Woops!, yes Randy, I should have written B = 8*pi^2*<u>^2, not 8*pi*<u>^2 in my original response. Incidentally, the "A factor" of a Lorentzian-distributed atom is 2*pi*w where "w" is the full-width at half-maximum (FWHM) of the histogram of displacements.

It is important to remember also that the rms displacement is not the same as the FWHM of the peak.

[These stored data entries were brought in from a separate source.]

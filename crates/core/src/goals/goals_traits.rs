use async_trait::async_trait;
use chrono::NaiveDate;

use crate::errors::Result;
use crate::goals::goals_model::{Goal, GoalType, NewGoal};

/// Trait for goal repository operations.
#[async_trait]
pub trait GoalRepositoryTrait: Send + Sync {
    /// The user's current `ACTIVE` goal of the given type, if any.
    fn find_active_goal(&self, user_id: &str, goal_type: GoalType) -> Result<Option<Goal>>;

    /// Inserts the goal unless one already exists for the same
    /// (user, type, period_start); in that case the existing row is returned
    /// unchanged. Backed by a unique index, so concurrent provisioning for
    /// the same window converges on one row.
    async fn insert_goal_if_absent(&self, new_goal: NewGoal) -> Result<Goal>;

    async fn update_goal(&self, goal: Goal) -> Result<Goal>;

    fn list_goals_for_user(&self, user_id: &str) -> Result<Vec<Goal>>;
}

/// Trait for goal service operations.
#[async_trait]
pub trait GoalServiceTrait: Send + Sync {
    /// The active goal whose window contains `on`. An overdue active goal is
    /// lazily marked expired on fetch and not returned.
    async fn get_active_goal(
        &self,
        user_id: &str,
        goal_type: GoalType,
        on: NaiveDate,
    ) -> Result<Option<Goal>>;

    /// Idempotently provisions the calendar-month goal for "now":
    /// `target = max(500, level * 100)`.
    async fn auto_create_goal(&self, user_id: &str, goal_type: GoalType, level: i64)
        -> Result<Goal>;

    /// Explicit user-created goal for the current month window.
    async fn create_goal(&self, user_id: &str, goal_type: GoalType, target_value: i64)
        -> Result<Goal>;

    /// Adds `delta` to the active goal's progress, completing it when the
    /// target is reached. Returns the updated goal, or `None` when no goal
    /// is active.
    async fn update_progress(
        &self,
        user_id: &str,
        goal_type: GoalType,
        delta: i64,
    ) -> Result<Option<Goal>>;
}
//! Point ledger module - domain models, service, and traits.

mod ledger_model;
mod ledger_service;
mod ledger_traits;


pub use ledger_model::{
    level_for_balance, LevelInfo, NewPointTransaction, PointSource, PointTransaction,
    TransactionPage, TransactionPageMeta, UserPointsSum,
};
pub use ledger_service::LedgerService;
pub use ledger_traits::{LedgerRepositoryTrait, LedgerServiceTrait};
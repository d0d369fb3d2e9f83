//! Caller identity supplied by the identity collaborator.
//!
//! The engine does not manage sessions; it receives an authenticated
//! `user_id` and a role, and uses the role only to authorize cross-user
//! reads (e.g. an administrator viewing another user's ledger).

use serde::{Deserialize, Serialize};

use crate::errors::{Error, Result};

#[derive(Debug, Clone, Copy, PartialEq, Eq, Serialize, Deserialize)]
#[serde(rename_all = "UPPERCASE")]
pub enum Role {
    Member,
    Admin,
}

/// Authenticated caller of a read API.
#[derive(Debug, Clone, Serialize, Deserialize)]
#[serde(rename_all = "camelCase")]
pub struct Requester {
    pub user_id: String,
    pub role: Role,
}

impl Requester {
    pub fn new(user_id: impl Into<String>, role: Role) -> Self {
        Requester {
            user_id: user_id.into(),
            role,
        }
    }

    /// Fails with `Forbidden` unless the requester is the target user or an
    /// administrator.
    pub fn ensure_can_view(&self, target_user_id: &str) -> Result<()> {
        if self.user_id == target_user_id || self.role == Role::Admin {
            Ok(())
        } else {
            Err(Error::Forbidden(format!(
                "user '{}' may not read records of user '{}'",
                self.user_id, target_user_id
            )))
        }
    }
}

#[cfg(test)]
mod tests {
    use super::*;

    #[test]
    fn member_can_view_own_records() {
        let requester = Requester::new("u1", Role::Member);
        assert!(requester.ensure_can_view("u1").is_ok());
    }

    #[test]
    fn member_cannot_view_other_records() {
        let requester = Requester::new("u1", Role::Member);
        assert!(matches!(
            requester.ensure_can_view("u2"),
            Err(Error::Forbidden(_))
        ));
    }

    #[test]
    fn admin_can_view_any_records() {
        let requester = Requester::new("admin", Role::Admin);
        assert!(requester.ensure_can_view("u2").is_ok());
    }
}
//! Database models for the point ledger.

use diesel::prelude::*;
use serde::{Deserialize, Serialize};
use std::str::FromStr;

use civicly_core::ledger::{NewPointTransaction, PointSource, PointTransaction};

use crate::utils::{format_timestamp, parse_timestamp};

/// Database model for point transactions. Rows are only ever inserted.
#[derive(Queryable, Identifiable, Insertable, Selectable, Serialize, Deserialize, Debug, Clone)]
#[diesel(table_name = crate::schema::point_transactions)]
#[diesel(check_for_backend(diesel::sqlite::Sqlite))]
pub struct PointTransactionDB {
    pub id: String,
    pub user_id: String,
    pub amount: i64,
    pub reason: String,
    pub source: String,
    pub metadata: Option<String>,
    pub created_at: String,
}

impl PointTransactionDB {
    pub fn from_new(new_tx: NewPointTransaction, id: String, created_at: String) -> Self {
        PointTransactionDB {
            id,
            user_id: new_tx.user_id,
            amount: new_tx.amount,
            reason: new_tx.reason,
            source: new_tx.source.as_str().to_string(),
            metadata: new_tx.metadata.map(|m| m.to_string()),
            created_at,
        }
    }
}

impl From<PointTransactionDB> for PointTransaction {
    fn from(db: PointTransactionDB) -> Self {
        let source = PointSource::from_str(&db.source).unwrap_or_else(|e| {
            log::error!("Unknown point source on transaction {}: {}", db.id, e);
            PointSource::Other
        });
        let metadata = db.metadata.as_deref().and_then(|raw| {
            serde_json::from_str(raw)
                .map_err(|e| {
                    log::error!("Corrupt metadata on transaction {}: {}", db.id, e);
                    e
                })
                .ok()
        });
        PointTransaction {
            created_at: parse_timestamp(&db.created_at, "point_transactions.created_at"),
            id: db.id,
            user_id: db.user_id,
            amount: db.amount,
            reason: db.reason,
            source,
            metadata,
        }
    }
}

impl From<PointTransaction> for PointTransactionDB {
    fn from(tx: PointTransaction) -> Self {
        PointTransactionDB {
            id: tx.id,
            user_id: tx.user_id,
            amount: tx.amount,
            reason: tx.reason,
            source: tx.source.as_str().to_string(),
            metadata: tx.metadata.map(|m| m.to_string()),
            created_at: format_timestamp(tx.created_at),
        }
    }
}
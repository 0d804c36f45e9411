//! Recovery heuristics: recoverability, retry decisions and backoff delays.
//!
//! Nothing in this module sleeps or retries. It supplies the *decision*
//! ([`should_retry`]) and the *delay* ([`get_retry_delay`],
//! [`get_backoff_delay`]); retry loops, timeouts and cancellation belong to
//! the caller.
//!
//! ```rust
//! use keystone_errors::{definitions, get_retry_delay, should_retry, RetryDelayOptions};
//! use std::time::Duration;
//!
//! let code = definitions::CONNECTION_RESET;
//! let options = RetryDelayOptions::default().with_jitter(false);
//!
//! assert!(should_retry(code, 0));
//! assert_eq!(get_retry_delay(2, &options), Duration::from_millis(4000));
//! assert!(!should_retry(code, 3));
//! ```
//!
//! # Jitter
//!
//! With jitter enabled the delay `d` (already clamped to `max_delay`) becomes
//! `floor(d + d * 0.1 * (2r - 1))` for uniform `r` in `[0, 1)`, kept inside
//! `[0.9 d, 1.1 d]`. Jitter applies after clamping, so a delay at the cap may
//! come out up to 10% above `max_delay`.

use crate::categorize_error;
use serde::{Deserialize, Serialize};
use std::time::Duration;

/// Attempt ceiling used by [`should_retry`].
pub const DEFAULT_MAX_ATTEMPTS: u32 = 3;

/// Default first-attempt delay.
pub const DEFAULT_BASE_DELAY: Duration = Duration::from_millis(1000);

/// Default delay cap.
pub const DEFAULT_MAX_DELAY: Duration = Duration::from_millis(30_000);

/// Default growth factor for [`get_backoff_delay`].
pub const DEFAULT_MULTIPLIER: f64 = 2.0;

/// Relative jitter amplitude (±10%).
const JITTER_RATIO: f64 = 0.1;

// ============================================================================
// Classification
// ============================================================================

/// Whether the failure might resolve without intervention.
///
/// `true` for NETWORK, TIMEOUT and RESOURCE; `false` for everything else,
/// including unmapped codes.
#[inline]
pub fn is_recoverable(code: impl Into<i64>) -> bool {
    categorize_error(code).is_recoverable()
}

/// Whether the failure is a candidate for automatic re-execution.
///
/// Only NETWORK and TIMEOUT. RESOURCE is recoverable but not retryable.
#[inline]
pub fn is_retryable(code: impl Into<i64>) -> bool {
    categorize_error(code).is_retryable()
}

/// Retry decision with the default ceiling of [`DEFAULT_MAX_ATTEMPTS`].
///
/// `attempt_count` is the number of attempts already made (zero-indexed).
#[inline]
pub fn should_retry(code: impl Into<i64>, attempt_count: u32) -> bool {
    should_retry_with_limit(code, attempt_count, DEFAULT_MAX_ATTEMPTS)
}

/// Retry decision with an explicit ceiling.
///
/// `false` once `attempt_count >= max_attempts`, otherwise [`is_retryable`].
#[inline]
pub fn should_retry_with_limit(code: impl Into<i64>, attempt_count: u32, max_attempts: u32) -> bool {
    attempt_count < max_attempts && is_retryable(code)
}

/// Advised retry ceiling for a code's category: NETWORK 3, TIMEOUT 2,
/// RESOURCE 5, everything else 0.
///
/// Advisory only; independent of the ceiling passed to
/// [`should_retry_with_limit`].
#[inline]
pub fn get_max_retry_attempts(code: impl Into<i64>) -> u32 {
    categorize_error(code).max_retry_attempts()
}

// ============================================================================
// Delay Options
// ============================================================================

/// Millisecond (de)serialization for `Duration` option fields.
mod millis {
    use serde::{Deserialize, Deserializer, Serializer};
    use std::time::Duration;

    pub(super) fn serialize<S: Serializer>(value: &Duration, serializer: S) -> Result<S::Ok, S::Error> {
        serializer.serialize_u64(u64::try_from(value.as_millis()).unwrap_or(u64::MAX))
    }

    pub(super) fn deserialize<'de, D: Deserializer<'de>>(deserializer: D) -> Result<Duration, D::Error> {
        u64::deserialize(deserializer).map(Duration::from_millis)
    }
}

/// Options for [`get_retry_delay`] (doubling backoff).
///
/// Deserializes from `{"baseDelay": 1000, "maxDelay": 30000, "useJitter": true}`
/// with every key optional.
#[derive(Debug, Clone, Copy, PartialEq, Serialize, Deserialize)]
#[serde(default, rename_all = "camelCase")]
pub struct RetryDelayOptions {
    /// Delay before the first retry
    #[serde(with = "millis")]
    pub base_delay: Duration,
    /// Upper bound applied before jitter
    #[serde(with = "millis")]
    pub max_delay: Duration,
    /// Apply ±10% noise
    pub use_jitter: bool,
}

impl Default for RetryDelayOptions {
    fn default() -> Self {
        Self {
            base_delay: DEFAULT_BASE_DELAY,
            max_delay: DEFAULT_MAX_DELAY,
            use_jitter: true,
        }
    }
}

impl RetryDelayOptions {
    /// Set the base delay.
    pub fn with_base_delay(mut self, base_delay: Duration) -> Self {
        self.base_delay = base_delay;
        self
    }

    /// Set the delay cap.
    pub fn with_max_delay(mut self, max_delay: Duration) -> Self {
        self.max_delay = max_delay;
        self
    }

    /// Enable or disable jitter.
    pub fn with_jitter(mut self, use_jitter: bool) -> Self {
        self.use_jitter = use_jitter;
        self
    }
}

/// Options for [`get_backoff_delay`] (arbitrary growth factor).
///
/// A multiplier of `1.0` gives a constant delay and one below `1.0` a
/// decaying sequence; both are valid.
#[derive(Debug, Clone, Copy, PartialEq, Serialize, Deserialize)]
#[serde(default, rename_all = "camelCase")]
pub struct BackoffOptions {
    /// Delay before the first retry
    #[serde(with = "millis")]
    pub base_delay: Duration,
    /// Growth factor per attempt
    pub multiplier: f64,
    /// Upper bound applied before jitter
    #[serde(with = "millis")]
    pub max_delay: Duration,
    /// Apply ±10% noise
    pub use_jitter: bool,
}

impl Default for BackoffOptions {
    fn default() -> Self {
        Self {
            base_delay: DEFAULT_BASE_DELAY,
            multiplier: DEFAULT_MULTIPLIER,
            max_delay: DEFAULT_MAX_DELAY,
            use_jitter: true,
        }
    }
}

impl BackoffOptions {
    /// Set the base delay.
    pub fn with_base_delay(mut self, base_delay: Duration) -> Self {
        self.base_delay = base_delay;
        self
    }

    /// Set the growth factor.
    pub fn with_multiplier(mut self, multiplier: f64) -> Self {
        self.multiplier = multiplier;
        self
    }

    /// Set the delay cap.
    pub fn with_max_delay(mut self, max_delay: Duration) -> Self {
        self.max_delay = max_delay;
        self
    }

    /// Enable or disable jitter.
    pub fn with_jitter(mut self, use_jitter: bool) -> Self {
        self.use_jitter = use_jitter;
        self
    }
}

impl From<RetryDelayOptions> for BackoffOptions {
    fn from(options: RetryDelayOptions) -> Self {
        Self {
            base_delay: options.base_delay,
            multiplier: DEFAULT_MULTIPLIER,
            max_delay: options.max_delay,
            use_jitter: options.use_jitter,
        }
    }
}

// ============================================================================
// Delay Computation
// ============================================================================

/// Doubling backoff: `min(base * 2^attempt, max)`, then optional jitter.
///
/// Uses the thread-local random source. See [`get_retry_delay_with_rng`]
/// for a reproducible variant.
pub fn get_retry_delay(attempt_count: u32, options: &RetryDelayOptions) -> Duration {
    get_backoff_delay(attempt_count, &BackoffOptions::from(*options))
}

/// [`get_retry_delay`] with a caller-supplied random source.
pub fn get_retry_delay_with_rng(
    attempt_count: u32,
    options: &RetryDelayOptions,
    rng: &mut fastrand::Rng,
) -> Duration {
    get_backoff_delay_with_rng(attempt_count, &BackoffOptions::from(*options), rng)
}

/// General backoff: `min(base * multiplier^attempt, max)`, then optional jitter.
///
/// Uses the thread-local random source. See [`get_backoff_delay_with_rng`]
/// for a reproducible variant.
pub fn get_backoff_delay(attempt_count: u32, options: &BackoffOptions) -> Duration {
    compute_delay(attempt_count, options, fastrand::f64)
}

/// [`get_backoff_delay`] with a caller-supplied random source.
pub fn get_backoff_delay_with_rng(
    attempt_count: u32,
    options: &BackoffOptions,
    rng: &mut fastrand::Rng,
) -> Duration {
    compute_delay(attempt_count, options, || rng.f64())
}

/// Retry decision and delay in one call, using the code's advised ceiling.
///
/// Returns `None` when the code should not be retried after
/// `attempt_count` attempts; otherwise the delay to wait first.
///
/// ```rust
/// use keystone_errors::{definitions, next_retry_delay, BackoffOptions};
///
/// let options = BackoffOptions::default().with_jitter(false);
/// assert!(next_retry_delay(definitions::GATEWAY_TIMEOUT, 2, &options).is_some());
/// assert!(next_retry_delay(definitions::GATEWAY_TIMEOUT, 3, &options).is_none());
/// assert!(next_retry_delay(definitions::QUOTA_EXCEEDED, 0, &options).is_none());
/// ```
pub fn next_retry_delay(
    code: impl Into<i64>,
    attempt_count: u32,
    options: &BackoffOptions,
) -> Option<Duration> {
    let code = code.into();
    should_retry_with_limit(code, attempt_count, get_max_retry_attempts(code))
        .then(|| get_backoff_delay(attempt_count, options))
}

fn compute_delay(attempt_count: u32, options: &BackoffOptions, mut sample: impl FnMut() -> f64) -> Duration {
    let base = options.base_delay.as_secs_f64() * 1000.0;
    let cap = options.max_delay.as_secs_f64() * 1000.0;

    // NaN and negative products (odd multipliers) collapse to zero.
    // f64::min would otherwise turn NaN into the cap.
    let grown = base * options.multiplier.powf(f64::from(attempt_count));
    let clamped = if grown.is_nan() { 0.0 } else { grown.min(cap).max(0.0) };

    let millis = if options.use_jitter {
        apply_jitter(clamped, sample())
    } else {
        clamped.floor()
    };

    Duration::from_millis(millis as u64)
}

/// `floor(d + d * 0.1 * (2r - 1))`, kept inside `[0.9 d, 1.1 d]` after flooring.
fn apply_jitter(delay: f64, r: f64) -> f64 {
    let low = (delay * (1.0 - JITTER_RATIO)).ceil();
    let high = (delay * (1.0 + JITTER_RATIO)).floor();
    let jittered = (delay + delay * JITTER_RATIO * (2.0 * r - 1.0)).floor();
    if low > high {
        // Sub-millisecond delays have no integer inside the band.
        return delay.floor();
    }
    jittered.clamp(low, high)
}
impl ErrorCategory {
    /// Every category, in ascending range order.
    pub const ALL: [ErrorCategory; 9] = [
        Self::Validation,
        Self::Runtime,
        Self::Network,
        Self::Filesystem,
        Self::Configuration,
        Self::Security,
        Self::Timeout,
        Self::Resource,
        Self::Auth,
    ];

    /// First code of the range this category owns.
    #[inline]
    pub const fn base_code(self) -> u16 {
        match self {
            Self::Validation => 1000,
            Self::Runtime => 2000,
            Self::Network => 3000,
            Self::Filesystem => 4000,
            Self::Configuration => 5000,
            Self::Security => 6000,
            Self::Timeout => 7000,
            Self::Resource => 8000,
            Self::Auth => 9000,
        }
    }

    /// Category owning `code`'s range, or `None` when no category claims it.
    ///
    /// Equivalent to reverse-mapping `floor(code / 1000) * 1000` (floor toward
    /// negative infinity), expressed as range matches so extreme inputs cannot
    /// overflow.
    #[inline]
    pub const fn for_code(code: i64) -> Option<Self> {
        match code {
            1000..=1999 => Some(Self::Validation),
            2000..=2999 => Some(Self::Runtime),
            3000..=3999 => Some(Self::Network),
            4000..=4999 => Some(Self::Filesystem),
            5000..=5999 => Some(Self::Configuration),
            6000..=6999 => Some(Self::Security),
            7000..=7999 => Some(Self::Timeout),
            8000..=8999 => Some(Self::Resource),
            9000..=9999 => Some(Self::Auth),
            _ => None,
        }
    }

    /// Category owning `code`'s range, defaulting to `RUNTIME`.
    #[inline]
    pub const fn from_code(code: i64) -> Self {
        match Self::for_code(code) {
            Some(category) => category,
            None => Self::Runtime,
        }
    }

    /// Upper-case name used in messages and on the wire (`"NETWORK"`).
    #[inline]
    pub const fn display_name(self) -> &'static str {
        match self {
            Self::Validation => "VALIDATION",
            Self::Runtime => "RUNTIME",
            Self::Network => "NETWORK",
            Self::Filesystem => "FILESYSTEM",
            Self::Configuration => "CONFIGURATION",
            Self::Security => "SECURITY",
            Self::Timeout => "TIMEOUT",
            Self::Resource => "RESOURCE",
            Self::Auth => "AUTH",
        }
    }

    /// Default error `name` for errors of this category (`"NetworkError"`).
    #[inline]
    pub const fn error_name(self) -> &'static str {
        match self {
            Self::Validation => "ValidationError",
            Self::Runtime => "RuntimeError",
            Self::Network => "NetworkError",
            Self::Filesystem => "FilesystemError",
            Self::Configuration => "ConfigurationError",
            Self::Security => "SecurityError",
            Self::Timeout => "TimeoutError",
            Self::Resource => "ResourceError",
            Self::Auth => "AuthError",
        }
    }

    /// Default severity. No category maps to `INFO`.
    #[inline]
    pub const fn severity(self) -> ErrorSeverity {
        match self {
            Self::Security => ErrorSeverity::Critical,
            Self::Validation | Self::Timeout => ErrorSeverity::Warning,
            Self::Runtime
            | Self::Network
            | Self::Filesystem
            | Self::Configuration
            | Self::Resource
            | Self::Auth => ErrorSeverity::Error,
        }
    }

    /// Whether the failure might resolve without intervention.
    #[inline]
    pub const fn is_recoverable(self) -> bool {
        match self {
            Self::Network | Self::Timeout | Self::Resource => true,
            Self::Security | Self::Auth | Self::Validation => false,
            Self::Runtime | Self::Filesystem | Self::Configuration => false,
        }
    }

    /// Whether the failure is a candidate for automatic re-execution.
    ///
    /// Strictly narrower than [`is_recoverable`](Self::is_recoverable):
    /// `RESOURCE` exhaustion may need external intervention, not a blind retry.
    #[inline]
    pub const fn is_retryable(self) -> bool {
        matches!(self, Self::Network | Self::Timeout)
    }

    /// Advised retry ceiling for this category.
    #[inline]
    pub const fn max_retry_attempts(self) -> u32 {
        match self {
            Self::Network => 3,
            Self::Timeout => 2,
            Self::Resource => 5,
            _ => 0,
        }
    }
}
//! Error construction and conversion.
//!
//! # Construction
//!
//! [`create_error`] is the one place an [`ExtendedAppError`] is assembled.
//! It derives category, default severity and recovery flags from the code,
//! stamps the current time and generates a correlation id unless the caller
//! supplied one through [`ErrorOptions`].
//!
//! # Conversion
//!
//! [`to_app_error`] is total over [`Thrown`], the closed set of things a
//! failing operation can hand back: an error value of either shape, a native
//! `std::error::Error`, a bare message, an untyped JSON value, or a caught
//! panic payload. Every variant maps to exactly one `ExtendedAppError`.
//!
//! ```rust
//! use keystone_errors::{to_app_error, definitions, Thrown};
//! use serde::Deserialize;
//! use serde_json::Value;
//!
//! assert_eq!(to_app_error("x").message(), "x");
//! assert_eq!(to_app_error(Value::Null).message(), "null");
//! assert_eq!(to_app_error("x").code(), definitions::UNKNOWN_ERROR);
//! ```

use crate::models::ExtendedParts;
use crate::{
    definitions, AppError, AppErrorKind, CodeError, ErrorCause, ErrorCode, ErrorSeverity,
    ExtendedAppError,
};
use serde::Deserialize;
use serde_json::Value;
use smallvec::SmallVec;
use std::any::Any;
use std::borrow::Cow;
use std::convert::Infallible;
use std::error::Error;
use std::io;
use std::sync::Arc;

/// Length of the random tail of a correlation id.
const CORRELATION_SUFFIX_LEN: usize = 7;

const BASE36_DIGITS: &[u8; 36] = b"0123456789abcdefghijklmnopqrstuvwxyz";

// ============================================================================
// Options
// ============================================================================

/// Overrides for [`create_error`]. Everything is optional.
///
/// ```rust
/// use keystone_errors::{create_error, definitions, ErrorOptions, ErrorSeverity};
///
/// let err = create_error(
///     definitions::CONFIG_NOT_FOUND,
///     "no config file",
///     ErrorOptions::default()
///         .with_severity(ErrorSeverity::Warning)
///         .with_correlation_id("req-42"),
/// );
/// assert_eq!(err.severity(), ErrorSeverity::Warning);
/// assert_eq!(err.correlation_id(), "req-42");
/// ```
#[derive(Debug, Clone, Default)]
pub struct ErrorOptions {
    cause: Option<ErrorCause>,
    correlation_id: Option<String>,
    severity: Option<ErrorSeverity>,
    name: Option<String>,
}

impl ErrorOptions {
    /// Empty options.
    pub fn new() -> Self {
        Self::default()
    }

    /// Attach the underlying cause.
    pub fn with_cause(mut self, cause: impl Error + Send + Sync + 'static) -> Self {
        self.cause = Some(Arc::new(cause));
        self
    }

    /// Attach an already shared cause.
    pub fn with_shared_cause(mut self, cause: ErrorCause) -> Self {
        self.cause = Some(cause);
        self
    }

    /// Use this correlation id instead of generating one.
    pub fn with_correlation_id(mut self, correlation_id: impl Into<String>) -> Self {
        self.correlation_id = Some(correlation_id.into());
        self
    }

    /// Override the category's default severity.
    pub fn with_severity(mut self, severity: ErrorSeverity) -> Self {
        self.severity = Some(severity);
        self
    }

    /// Override the category's default error name.
    pub fn with_name(mut self, name: impl Into<String>) -> Self {
        self.name = Some(name.into());
        self
    }
}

A Gaussian distribution with rms=1 has a histogram with FWHM = ~2.35. For example, a carbon atom has a FWHM of about 0.8 A, which is equivalent to a point atom with a B-factor of ~9 A^2. A carbon atom with a B-factor of 48 A^2 has a FWHM of 2 A.

-James Holton
MAD Scientist

Randy Read wrote:
Just to clarify what Eleanor is saying:

It was pointed out earlier (by James Holton, if I remember correctly?) that only the vibration in the direction parallel to the diffraction vector matters. If the mean-squared vibration in that direction is 1A^2, then the B-factor will be about 80A^2 (8*Pi^2 to be precise).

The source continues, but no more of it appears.